Le jeudi 16 avril 1998.

C’est à la mode déjà depuis quelques temps. La solution était tellement évidente qu’on se demande bien comment personne n’y avait pensé plutôt. Encore que…

Le Front National gène. Supprimons-le ! L’idée n’est pas si nouvelle que cela en fait.

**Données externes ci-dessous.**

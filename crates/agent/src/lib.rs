//! Red alert agent
//!
//! Runs the watcher as a long-lived service, forwards its events and
//! exposes health, metrics and manual checks over HTTP.

pub mod api;
pub mod config;
pub mod forwarder;
//! Red alert CLI
//!
//! Runs one-off checks against the alert feed, shows recent history,
//! watches the feed in the foreground and talks to a running agent.

mod client;
mod commands;
mod config;
mod output;
mod sink;

use alert_lib::fetcher::{FetcherConfig, OrefFetcher, DEFAULT_ALERTS_URL, DEFAULT_HISTORY_URL};
use anyhow::Result;
use clap::{Parser, Subcommand};
use commands::{agent, check, history, watch};
use tracing_subscriber::EnvFilter;

/// Red alert feed watcher CLI
#[derive(Parser)]
#[command(name = "redalert")]
#[command(author, version, about = "CLI for the red alert feed watcher", long_about = None)]
pub struct Cli {
    /// Active alerts endpoint
    #[arg(long, env = "REDALERT_ALERTS_URL", default_value = DEFAULT_ALERTS_URL)]
    pub alerts_url: String,

    /// Alert history endpoint
    #[arg(long, env = "REDALERT_HISTORY_URL", default_value = DEFAULT_HISTORY_URL)]
    pub history_url: String,

    /// Agent API URL for `agent` commands
    #[arg(long, env = "REDALERT_AGENT_URL")]
    pub agent_url: Option<String>,

    /// Output format
    #[arg(long, short)]
    pub format: Option<output::OutputFormat>,

    /// Enable verbose output
    #[arg(long, short)]
    pub verbose: bool,

    #[command(subcommand)]
    pub command: Commands,
}

#[derive(Subcommand)]
pub enum Commands {
    /// Check the feed once and print the result
    Check,

    /// Show the most recent alert history
    History {
        /// Number of entries to show
        #[arg(long, short, default_value_t = 5)]
        limit: usize,
    },

    /// Watch the feed until interrupted
    Watch(watch::WatchArgs),

    /// Commands against a running agent
    #[command(subcommand)]
    Agent(AgentCommands),
}

#[derive(Subcommand)]
pub enum AgentCommands {
    /// Show agent component health
    Health,

    /// Trigger a manual check on the agent
    Check,
}

const DEFAULT_AGENT_URL: &str = "http://localhost:8080";

#[tokio::main]
async fn main() -> Result<()> {
    let cli = Cli::parse();

    let default_level = if cli.verbose { "debug" } else { "warn" };
    tracing_subscriber::fmt()
        .compact()
        .with_writer(std::io::stderr)
        .with_env_filter(
            EnvFilter::try_from_default_env().unwrap_or_else(|_| EnvFilter::new(default_level)),
        )
        .init();

    let config = config::Config::load()?;
    let format = cli
        .format
        .or_else(|| {
            config
                .default_format
                .as_deref()
                .and_then(output::OutputFormat::from_name)
        })
        .unwrap_or_default();

    let fetcher_config = FetcherConfig {
        alerts_url: cli.alerts_url,
        history_url: cli.history_url,
        ..FetcherConfig::default()
    };

    match cli.command {
        Commands::Check => {
            check::run_check(OrefFetcher::new(fetcher_config)?, format).await?;
        }
        Commands::History { limit } => {
            history::show_history(&OrefFetcher::new(fetcher_config)?, limit, format).await?;
        }
        Commands::Watch(args) => {
            let settings = args.into_settings(&config);
            watch::run_watch(OrefFetcher::new(fetcher_config)?, settings, format).await?;
        }
        Commands::Agent(agent_cmd) => {
            let agent_url = cli
                .agent_url
                .or(config.agent_url)
                .unwrap_or_else(|| DEFAULT_AGENT_URL.to_string());
            let client = client::AgentClient::new(&agent_url)?;

            match agent_cmd {
                AgentCommands::Health => agent::show_health(&client, format).await?,
                AgentCommands::Check => agent::run_check(&client, format).await?,
            }
        }
    }

    Ok(())
}
//! Commands against a running agent

use anyhow::Result;
use colored::Colorize;
use tabled::Tabled;

use crate::client::AgentClient;
use crate::output::{color_status, format_timestamp, print_event, print_json, print_table, OutputFormat};

#[derive(Tabled)]
struct ComponentRow {
    #[tabled(rename = "Component")]
    name: String,
    #[tabled(rename = "Status")]
    status: String,
    #[tabled(rename = "Failures")]
    failures: u32,
    #[tabled(rename = "Message")]
    message: String,
    #[tabled(rename = "Last check")]
    last_check: String,
}

/// Show the agent's component health
pub async fn show_health(client: &AgentClient, format: OutputFormat) -> Result<()> {
    let health = client.health().await?;

    match format {
        OutputFormat::Json => print_json(&health),
        OutputFormat::Table => {
            println!(
                "{} {}",
                "Agent status:".bold(),
                color_status(health.status.as_str())
            );

            let mut rows: Vec<ComponentRow> = health
                .components
                .iter()
                .map(|(name, component)| ComponentRow {
                    name: name.clone(),
                    status: color_status(component.status.as_str()),
                    failures: component.consecutive_failures,
                    message: component.message.clone().unwrap_or_default(),
                    last_check: chrono::DateTime::from_timestamp(component.last_check_timestamp, 0)
                        .map(|ts| format_timestamp(&ts))
                        .unwrap_or_default(),
                })
                .collect();
            rows.sort_by(|a, b| a.name.cmp(&b.name));
            print_table(&rows);
        }
    }

    Ok(())
}

/// Ask the agent to run a manual check and print the result
pub async fn run_check(client: &AgentClient, format: OutputFormat) -> Result<()> {
    let event = client.check().await?;
    print_event(&event, format);
    Ok(())
}
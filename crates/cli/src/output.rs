//! Output formatting utilities

use alert_lib::{EmittedEvent, EventType, HistoryRecord, LocationDetail};
use chrono::{DateTime, Local, Utc};
use clap::ValueEnum;
use colored::Colorize;
use serde::Serialize;
use tabled::{settings::Style, Table, Tabled};

/// Output format for CLI commands
#[derive(Debug, Clone, Copy, Default, PartialEq, Eq, ValueEnum)]
pub enum OutputFormat {
    /// Table format (default)
    #[default]
    Table,
    /// JSON format
    Json,
}

impl OutputFormat {
    /// Parse a format name from the config file
    pub fn from_name(name: &str) -> Option<Self> {
        Self::from_str(name, true).ok()
    }
}

#[derive(Tabled)]
struct LocationRow {
    #[tabled(rename = "Location")]
    name: String,
    #[tabled(rename = "Area")]
    area: String,
    #[tabled(rename = "Shelter")]
    shelter: String,
}

impl From<&LocationDetail> for LocationRow {
    fn from(detail: &LocationDetail) -> Self {
        Self {
            name: detail.name.clone(),
            area: detail.area.clone(),
            shelter: format!("{}s", detail.estimated_shelter_time),
        }
    }
}

#[derive(Tabled)]
pub struct HistoryRow {
    #[tabled(rename = "Date")]
    date: String,
    #[tabled(rename = "Title")]
    title: String,
    #[tabled(rename = "Location")]
    location: String,
    #[tabled(rename = "Category")]
    category: i64,
}

impl From<&HistoryRecord> for HistoryRow {
    fn from(record: &HistoryRecord) -> Self {
        Self {
            date: record.alert_date.clone(),
            title: record.title.clone(),
            location: record.data.clone(),
            category: record.category,
        }
    }
}

/// Print a value as pretty JSON
pub fn print_json<T: Serialize>(value: &T) {
    match serde_json::to_string_pretty(value) {
        Ok(json) => println!("{}", json),
        Err(e) => print_error(&format!("Failed to serialize output: {}", e)),
    }
}

/// Print a table from a list of items
pub fn print_table<T: Tabled>(items: &[T]) {
    if items.is_empty() {
        println!("{}", "No items found".yellow());
        return;
    }
    let table = Table::new(items).with(Style::rounded()).to_string();
    println!("{}", table);
}

/// Print history records
pub fn print_history(records: &[HistoryRecord], format: OutputFormat) {
    match format {
        OutputFormat::Json => print_json(&records),
        OutputFormat::Table => {
            let rows: Vec<HistoryRow> = records.iter().map(HistoryRow::from).collect();
            print_table(&rows);
        }
    }
}

/// Print one emitted event
pub fn print_event(event: &EmittedEvent, format: OutputFormat) {
    match format {
        OutputFormat::Json => print_json(event),
        OutputFormat::Table => print_event_summary(event),
    }
}

fn print_event_summary(event: &EmittedEvent) {
    println!(
        "{} {}  {} location(s)",
        format_timestamp(&event.timestamp).dimmed(),
        color_event_type(event.event_type),
        event.alert_count
    );

    if let Some(error) = &event.error {
        print_error(error);
        return;
    }

    let Some(alert) = &event.alert else {
        if event.event_type == EventType::AllClear {
            print_success("All clear");
        } else {
            print_info("No active alerts");
        }
        return;
    };

    println!("{}", alert.title.bold());
    if !alert.description.is_empty() {
        println!("{}", alert.description);
    }
    println!(
        "ID: {}  Category: {}",
        alert.id.cyan(),
        alert.category.cyan()
    );

    match &alert.locations_detailed {
        Some(details) => {
            let rows: Vec<LocationRow> = details.iter().map(LocationRow::from).collect();
            print_table(&rows);
        }
        None => println!("Locations: {}", alert.locations.join(", ")),
    }

    if let Some(history) = &event.recent_history {
        println!("{}", "Recent history".bold());
        let rows: Vec<HistoryRow> = history.iter().map(HistoryRow::from).collect();
        print_table(&rows);
    }
    if let Some(history_error) = &event.history_error {
        print_warning(history_error);
    }
}

/// Print a success message
pub fn print_success(message: &str) {
    println!("{} {}", "✓".green().bold(), message);
}

/// Print an error message
pub fn print_error(message: &str) {
    eprintln!("{} {}", "✗".red().bold(), message);
}

/// Print a warning message
pub fn print_warning(message: &str) {
    println!("{} {}", "⚠".yellow().bold(), message);
}

/// Print an info message
pub fn print_info(message: &str) {
    println!("{} {}", "ℹ".blue().bold(), message);
}

/// Format a UTC timestamp in local time
pub fn format_timestamp(timestamp: &DateTime<Utc>) -> String {
    timestamp
        .with_timezone(&Local)
        .format("%Y-%m-%d %H:%M:%S")
        .to_string()
}

/// Color an event type by severity
pub fn color_event_type(event_type: EventType) -> String {
    let label = event_type.as_str();
    match event_type {
        EventType::NewAlert | EventType::StatusChanged | EventType::ActiveAlerts => {
            label.red().bold().to_string()
        }
        EventType::AllClear => label.green().bold().to_string(),
        EventType::ManualTrigger => label.blue().bold().to_string(),
        EventType::Error => label.yellow().bold().to_string(),
    }
}

/// Color a health status
pub fn color_status(status: &str) -> String {
    match status.to_lowercase().as_str() {
        "healthy" => status.green().to_string(),
        "degraded" => status.yellow().to_string(),
        "unhealthy" => status.red().to_string(),
        _ => status.to_string(),
    }
}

Quand le Front National sera interdit (s’il est interdit) vivrons-nous dans un monde sans racisme ? Verrons-nous Jean-Pierre Chevènement (« les interventions de petits groupes d’extrême gauche [s’opposant à l’expulsion des sans-papiers] sont souvent instrumentés par des formations étrangères »), Jacques Chirac (le bruit et les odeurs et initiateur en son temps d’une prime de naissance de la mairie de Paris aux parents Français), Laurent Fabius (Le Pen pose les bonnes questions mais apporte les mauvaises réponses), Raymond Barre (la bombe de la rue des rosiers a fait des victimes françaises innocentes), demander pardon ? Pardon de s’être crus obligés de lisser les beaufs racistes dans le sens du poil.

Quand le Front National sera interdit, est-ce que l’on cessera enfin d’entendre nos si charmants voisins, collègues, commerçants de quartiers raconter leurs blagues racistes, sexistes, homophobes ? Cessera-t-on enfin d’entendre dans le bus, dans les lycées, dans les facs, dans les commissariats, les mots bicot, raton, melon, crouille, bougnoule ? Que tous les juifs sont riches, banquiers, travaillent à la télé, se repassent en famille les meilleures places de médecins dans les hôpitaux, qu’ils sont ministres de l’économie parce qu’ils ont ça dans le sang ? Qu’en affaires un Grec vaut deux juifs et qu’un Arménien vaut deux Grecs ? Que les putes de Bangkok sont si peu chère qu’on à l’impression de tirer sa crampe à l’œil et qu’en plus c’est elles qui disent merci ?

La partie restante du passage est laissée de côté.